All of the data should be restated word for word.

===== Records to process =====

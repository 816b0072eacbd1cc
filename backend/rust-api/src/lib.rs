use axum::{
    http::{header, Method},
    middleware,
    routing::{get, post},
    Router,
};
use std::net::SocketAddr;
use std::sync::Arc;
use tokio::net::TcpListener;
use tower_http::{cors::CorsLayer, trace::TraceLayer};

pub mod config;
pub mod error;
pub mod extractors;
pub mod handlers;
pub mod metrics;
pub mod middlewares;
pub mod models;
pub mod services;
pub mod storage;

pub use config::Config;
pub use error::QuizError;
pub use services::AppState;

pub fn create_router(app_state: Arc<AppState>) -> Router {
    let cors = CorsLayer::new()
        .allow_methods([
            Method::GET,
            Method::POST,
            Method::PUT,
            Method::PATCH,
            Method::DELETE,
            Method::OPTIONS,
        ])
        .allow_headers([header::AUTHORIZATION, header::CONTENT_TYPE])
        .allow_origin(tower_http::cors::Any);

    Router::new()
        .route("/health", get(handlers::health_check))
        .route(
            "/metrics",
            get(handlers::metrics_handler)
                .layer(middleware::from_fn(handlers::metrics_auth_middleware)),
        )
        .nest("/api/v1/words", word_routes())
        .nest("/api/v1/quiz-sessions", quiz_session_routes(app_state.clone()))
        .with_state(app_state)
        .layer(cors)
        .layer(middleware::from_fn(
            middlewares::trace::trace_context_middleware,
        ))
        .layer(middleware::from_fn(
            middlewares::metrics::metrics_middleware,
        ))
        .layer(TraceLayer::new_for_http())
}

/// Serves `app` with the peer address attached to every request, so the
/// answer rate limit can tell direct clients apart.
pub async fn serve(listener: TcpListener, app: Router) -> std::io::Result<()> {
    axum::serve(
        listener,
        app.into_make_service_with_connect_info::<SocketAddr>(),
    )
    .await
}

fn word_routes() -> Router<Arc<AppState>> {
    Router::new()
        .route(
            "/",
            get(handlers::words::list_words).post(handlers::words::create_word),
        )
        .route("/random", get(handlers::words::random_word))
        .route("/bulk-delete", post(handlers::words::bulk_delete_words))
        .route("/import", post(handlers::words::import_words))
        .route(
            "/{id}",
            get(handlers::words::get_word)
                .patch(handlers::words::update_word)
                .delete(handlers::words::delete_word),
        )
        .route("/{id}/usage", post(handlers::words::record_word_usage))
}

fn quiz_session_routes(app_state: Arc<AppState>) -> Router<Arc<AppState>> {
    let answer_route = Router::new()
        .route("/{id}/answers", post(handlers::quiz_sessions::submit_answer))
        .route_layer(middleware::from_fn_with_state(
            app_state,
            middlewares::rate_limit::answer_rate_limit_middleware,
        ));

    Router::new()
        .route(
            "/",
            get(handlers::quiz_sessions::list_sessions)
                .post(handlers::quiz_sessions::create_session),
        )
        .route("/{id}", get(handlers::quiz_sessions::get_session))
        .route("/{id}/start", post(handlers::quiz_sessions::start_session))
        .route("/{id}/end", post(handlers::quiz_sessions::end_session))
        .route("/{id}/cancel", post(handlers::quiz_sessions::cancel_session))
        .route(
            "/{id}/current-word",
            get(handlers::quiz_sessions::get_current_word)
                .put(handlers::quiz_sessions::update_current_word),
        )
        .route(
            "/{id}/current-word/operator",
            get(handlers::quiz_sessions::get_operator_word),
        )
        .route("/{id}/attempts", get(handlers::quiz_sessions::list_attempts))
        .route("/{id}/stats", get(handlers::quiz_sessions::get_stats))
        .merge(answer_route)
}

=====

◆ **Answer for the task**
repository 816b0072eacbd1cc
filename backend/rust-api/src/lib.rs
use axum::{
    http::{header, Method},
    middleware,
    routing::{get, post},
    Router,
};
use std::net::SocketAddr;
use std::sync::Arc;
use tokio::net::TcpListener;
use tower_http::{cors::CorsLayer, trace::TraceLayer};

pub mod config;
pub mod error;
pub mod extractors;
pub mod handlers;
pub mod metrics;
pub mod middlewares;
pub mod models;
pub mod services;
pub mod storage;

pub use config::Config;
pub use error::QuizError;
pub use services::AppState;

pub fn create_router(app_state: Arc<AppState>) -> Router {
    let cors = CorsLayer::new()
        .allow_methods([
            Method::GET,
            Method::POST,
            Method::PUT,
            Method::PATCH,
            Method::DELETE,
            Method::OPTIONS,
        ])
        .allow_headers([header::AUTHORIZATION, header::CONTENT_TYPE])
        .allow_origin(tower_http::cors::Any);

    Router::new()
        .route("/health", get(handlers::health_check))
        .route(
            "/metrics",
            get(handlers::metrics_handler)
                .layer(middleware::from_fn(handlers::metrics_auth_middleware)),
        )
        .nest("/api/v1/words", word_routes())
        .nest("/api/v1/quiz-sessions", quiz_session_routes(app_state.clone()))
        .with_state(app_state)
        .layer(cors)
        .layer(middleware::from_fn(
            middlewares::trace::trace_context_middleware,
        ))
        .layer(middleware::from_fn(
            middlewares::metrics::metrics_middleware,
        ))
        .layer(TraceLayer::new_for_http())
}

/// Serves `app` with the peer address attached to every request, so the
/// answer rate limit can tell direct clients apart.
pub async fn serve(listener: TcpListener, app: Router) -> std::io::Result<()> {
    axum::serve(
        listener,
        app.into_make_service_with_connect_info::<SocketAddr>(),
    )
    .await
}

fn word_routes() -> Router<Arc<AppState>> {
    Router::new()
        .route(
            "/",
            get(handlers::words::list_words).post(handlers::words::create_word),
        )
        .route("/random", get(handlers::words::random_word))
        .route("/bulk-delete", post(handlers::words::bulk_delete_words))
        .route("/import", post(handlers::words::import_words))
        .route(
            "/{id}",
            get(handlers::words::get_word)
                .patch(handlers::words::update_word)
                .delete(handlers::words::delete_word),
        )
        .route("/{id}/usage", post(handlers::words::record_word_usage))
}

fn quiz_session_routes(app_state: Arc<AppState>) -> Router<Arc<AppState>> {
    let answer_route = Router::new()
        .route("/{id}/answers", post(handlers::quiz_sessions::submit_answer))
        .route_layer(middleware::from_fn_with_state(
            app_state,
            middlewares::rate_limit::answer_rate_limit_middleware,
        ));

    Router::new()
        .route(
            "/",
            get(handlers::quiz_sessions::list_sessions)
                .post(handlers::quiz_sessions::create_session),
        )
        .route("/{id}", get(handlers::quiz_sessions::get_session))
        .route("/{id}/start", post(handlers::quiz_sessions::start_session))
        .route("/{id}/end", post(handlers::quiz_sessions::end_session))
        .route("/{id}/cancel", post(handlers::quiz_sessions::cancel_session))
        .route(
            "/{id}/current-word",
            get(handlers::quiz_sessions::get_current_word)
                .put(handlers::quiz_sessions::update_current_word),
        )
        .route(
            "/{id}/current-word/operator",
            get(handlers::quiz_sessions::get_operator_word),
        )
        .route("/{id}/attempts", get(handlers::quiz_sessions::list_attempts))
        .route("/{id}/stats", get(handlers::quiz_sessions::get_stats))
        .merge(answer_route)
}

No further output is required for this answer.